BAT3过表达缓解由PrP106-126毒性多肽诱导的神经元凋亡

doi:10.11843/j.issn.0366-6964.2015.05.022

畜牧兽医学报 ›› 2015, Vol. 46 ›› Issue (5): 841-848.doi: 10.11843/j.issn.0366-6964.2015.05.022

BAT3过表达缓解由PrP106-126毒性多肽诱导的神经元凋亡

宋志琦^1#，赵文杰^2#，杨利峰¹，王运盛¹，朱婷¹，程广宇¹，周向梅¹，赵德明^1*

（ 1.中国农业大学动物医学院，国家动物海绵状脑病实验室，北京 100193；2.河南农业大学牧医工程学院，郑州 450000）

收稿日期:2014-09-04 出版日期:2015-05-23 发布日期:2015-05-19
通讯作者: 赵德明，教授，博士生导师，E-mail：zhaodm@cau.edu.cn
作者简介:宋志琦（1989-），女，内蒙古赤峰人，博士生，主要从事动物海绵状脑病致病机制和兽医病理学方面工作，E-mail:songzhiqi1989@gmail.com；赵文杰（1990-），女，山东人，研究生，主要从事动物海绵状脑病致病机制和兽医病理学方面工作，E-mail:hnndwenjiezhao@163.com。
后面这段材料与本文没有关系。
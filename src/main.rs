// Entrypoint for the CLI application.
// - Keeps `main` small: load dotfiles, build settings once, and hand the
//   command to the console.
// - Command errors are printed by the console; only setup failures reach
//   the `anyhow` return.

use std::io::{self, IsTerminal};
use std::process::ExitCode;

use clap::Parser;
use tracing::info;
use tracing_subscriber::EnvFilter;

use llm_cli::{cli::Cli, config::Settings, env, ui::Console};

fn main() -> anyhow::Result<ExitCode> {
    let cli = Cli::parse();

    let filter = match cli.verbose {
        0 => EnvFilter::new("warn"),
        1 => EnvFilter::new("info"),
        2 => EnvFilter::new("debug"),
        _ => EnvFilter::new("trace"),
    };
    tracing_subscriber::fmt()
        .with_env_filter(filter)
        .with_target(false)
        .with_writer(io::stderr)
        .try_init()
        .map_err(|e| anyhow::anyhow!("failed to initialise logging: {e}"))?;

    info!(version = %llm_cli::helpers::version(), "starting");

    // ./.env first so it wins over the per-user file.
    env::load_env(&[env::local_dotenv_path(), env::global_dotenv_path()]);
    let settings = Settings::from_env().with_model(cli.model);

    let mut console = Console::new(settings, io::stdout()).with_colors(io::stdout().is_terminal());
    Ok(console.execute(cli.command))
}
// Extension-based MIME helpers.
//
// These only look at the file name. `photo.jpg` becomes `image/jpg`, which is
// not on the image allow-list (the service expects `image/jpeg`), and
// extensions are compared case-sensitively.

use std::path::Path;

use crate::error::{CliError, Result};

pub const SUPPORTED_IMAGE_MIME_TYPES: &[&str] = &[
    "image/jpeg",
    "image/png",
    "image/webp",
    "image/heif",
    "image/heic",
];

pub const SUPPORTED_VIDEO_MIME_TYPES: &[&str] = &[
    "video/mp4",
    "video/mpeg",
    "video/mov",
    "video/avi",
    "video/x-flv",
    "video/mpg",
    "video/webm",
    "video/wmv",
    "video/3gpp",
];

pub const SUPPORTED_AUDIO_MIME_TYPES: &[&str] = &[
    "audio/wav",
    "audio/mp3",
    "audio/aiff",
    "audio/aac",
    "audio/ogg",
    "audio/flac",
];

/// Text after the last `.`; the whole string when there is none.
pub fn get_file_extension(path: &str) -> &str {
    path.rsplit('.').next().unwrap_or(path)
}

/// Build `{format}/{extension}` for a path.
pub fn extract_mime_type(path: &str, format: &str) -> String {
    format!("{}/{}", format, get_file_extension(path))
}

pub fn validate_image_type(path: &str) -> bool {
    SUPPORTED_IMAGE_MIME_TYPES.contains(&extract_mime_type(path, "image").as_str())
}

pub fn validate_video_type(path: &str) -> bool {
    SUPPORTED_VIDEO_MIME_TYPES.contains(&extract_mime_type(path, "video").as_str())
}

pub fn validate_audio_type(path: &str) -> bool {
    SUPPORTED_AUDIO_MIME_TYPES.contains(&extract_mime_type(path, "audio").as_str())
}

/// First supported family (image, video, audio) that accepts the path's
/// extension.
pub fn detect_mime_type(path: &str) -> Option<String> {
    if validate_image_type(path) {
        Some(extract_mime_type(path, "image"))
    } else if validate_video_type(path) {
        Some(extract_mime_type(path, "video"))
    } else if validate_audio_type(path) {
        Some(extract_mime_type(path, "audio"))
    } else {
        None
    }
}

/// Image MIME type for an inline image, or `UnsupportedMediaType`.
pub fn require_image_type(path: &Path) -> Result<String> {
    let name = path.to_string_lossy();
    if validate_image_type(&name) {
        Ok(extract_mime_type(&name, "image"))
    } else {
        Err(CliError::UnsupportedMediaType(name.into_owned()))
    }
}

/// MIME type for an upload, or `UnsupportedMediaType`.
pub fn require_media_type(path: &Path) -> Result<String> {
    let name = path.to_string_lossy();
    detect_mime_type(&name).ok_or_else(|| CliError::UnsupportedMediaType(name.into_owned()))
}
// Runtime settings, built once by the entry point and passed down.

use std::fmt;

use crate::env::API_KEY_VAR;
use crate::error::{CliError, Result};

pub const DEFAULT_MODEL: &str = "gemini-1.5-flash";
pub const DEFAULT_BASE_URL: &str = "https://generativelanguage.googleapis.com";

pub const MODEL_VAR: &str = "GEMINI_MODEL";
pub const BASE_URL_VAR: &str = "GEMINI_API_BASE_URL";

/// A non-empty API key. `Debug` never prints the value.
#[derive(Clone, PartialEq, Eq)]
pub struct ApiKey(String);

impl ApiKey {
    pub fn new(key: impl Into<String>) -> Result<Self> {
        let key = key.into();
        if key.trim().is_empty() {
            return Err(CliError::MissingCredential(API_KEY_VAR.to_string()));
        }
        Ok(Self(key))
    }

    pub fn expose(&self) -> &str {
        &self.0
    }
}

impl fmt::Debug for ApiKey {
    fn fmt(&self, f: &mut fmt::Formatter<'_>) -> fmt::Result {
        f.write_str("ApiKey(***)")
    }
}

#[derive(Clone, Debug)]
pub struct Settings {
    pub api_key: Option<String>,
    pub model: String,
    pub base_url: String,
}

impl Default for Settings {
    fn default() -> Self {
        Self {
            api_key: None,
            model: DEFAULT_MODEL.to_string(),
            base_url: DEFAULT_BASE_URL.to_string(),
        }
    }
}

impl Settings {
    /// Build settings from any variable lookup.
    pub fn from_lookup<F>(lookup: F) -> Self
    where
        F: Fn(&str) -> Option<String>,
    {
        let defaults = Self::default();
        Self {
            api_key: lookup(API_KEY_VAR),
            model: lookup(MODEL_VAR)
                .filter(|m| !m.trim().is_empty())
                .unwrap_or(defaults.model),
            base_url: lookup(BASE_URL_VAR)
                .filter(|u| !u.trim().is_empty())
                .map(|u| u.trim_end_matches('/').to_string())
                .unwrap_or(defaults.base_url),
        }
    }

    /// Settings from the process environment. Call after dotfiles are loaded.
    pub fn from_env() -> Self {
        Self::from_lookup(|name| std::env::var(name).ok())
    }

    pub fn with_model(mut self, model: Option<String>) -> Self {
        if let Some(m) = model {
            self.model = m;
        }
        self
    }

    pub fn with_api_key(mut self, key: impl Into<String>) -> Self {
        self.api_key = Some(key.into());
        self
    }

    /// The key, or `MissingCredential` when it is unset or blank.
    pub fn api_key(&self) -> Result<ApiKey> {
        match &self.api_key {
            Some(k) => ApiKey::new(k.clone()),
            None => Err(CliError::MissingCredential(API_KEY_VAR.to_string())),
        }
    }
}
二者为共同第一作者
基金资助:
国家自然科学基金（31272532）

Overexpression of BAT3 Alleviates Prion Protein Fragment PrP106-126-Induced Neuronal Apoptosis

SONG Zhi-qi^1# ，ZHAO Wen-jie^2# ，YANG Li-feng ¹，WANG Yun-sheng¹，ZHU Ting¹，CHENG Guang-yu ¹，ZHOU Xiang-mei¹，ZHAO De-ming ^1*

（1.State Key Laboratories for Agrobiotechnology，Key Lab of Animal Epidemiology and Zoonosis，Ministry of Agriculture，National Animal Transmissible Spongiform Encephalopathy Laboratory，College of Veterinary Medicine，China Agricultural University，Beijing 100193，China；2.College of Animal Husbandary and Veterinary Science，Henan Agricultural University，Zhengzhou 450000，China）

Received:2014-09-04 Online:2015-05-23 Published:2015-05-19

摘要/Abstract

摘要：

拟检测BAT3蛋白过表达对由PrP106-126毒性多肽引起的神经元凋亡现象的影响。首先通过免疫荧光、CCK8细胞活性检测试剂盒和免疫印迹检测带FITC标签的PrP106-126-FITC毒性多肽的生物学毒性。分别用PrP106-126-FITC和PrP106-126神经毒性多肽处理原代神经元和Neuro2a细胞，通过免疫荧光技术和免疫印迹方法分别检测受刺激后的原代神经元和Neuro2a细胞中BAT3表达的变化情况。通过脂质体转染方法将已经构建好的pcDNA-3.1-HA-BAT3质粒转染进入原代神经元，用CCK8检测细胞活性；以同样方式将质粒转染进入小鼠神经瘤细胞系Neuro2a，用TUNEL凋亡检测试剂盒分析经BAT3转染或对照组的N2a细胞的凋亡水平；Western blot检测PrP106-126神经毒性多肽处理前后，胞质内细胞色素C和Bcl-2的变化，进一步了解BAT3在神经元凋亡中发挥作用的机制。结果显示，PrP106-126-FITC和PrP106-126神经毒性多肽具有相似的神经毒性。受到多肽刺激之后，无论在原代神经元还是传代细胞系Neuro2a中，BAT3都发生核输出现象，BAT3从细胞核转移进入细胞质。BAT3的过表达使受到PrP106-126毒性多肽刺激的神经元的细胞活性有所提高，Neuro2a的细胞凋亡现象减轻，同时抑制了由PrP106-126毒性多肽引起的细胞色素C的过度释放并且维持细胞内抗凋亡蛋白Bcl-2的稳定。BAT3蛋白的表达缓解PrP106-126毒性多肽对神经细胞造成的凋亡现象，为进一步阐释该蛋白质对朊病毒引起的神经元损失的治疗作用机制提供了依据。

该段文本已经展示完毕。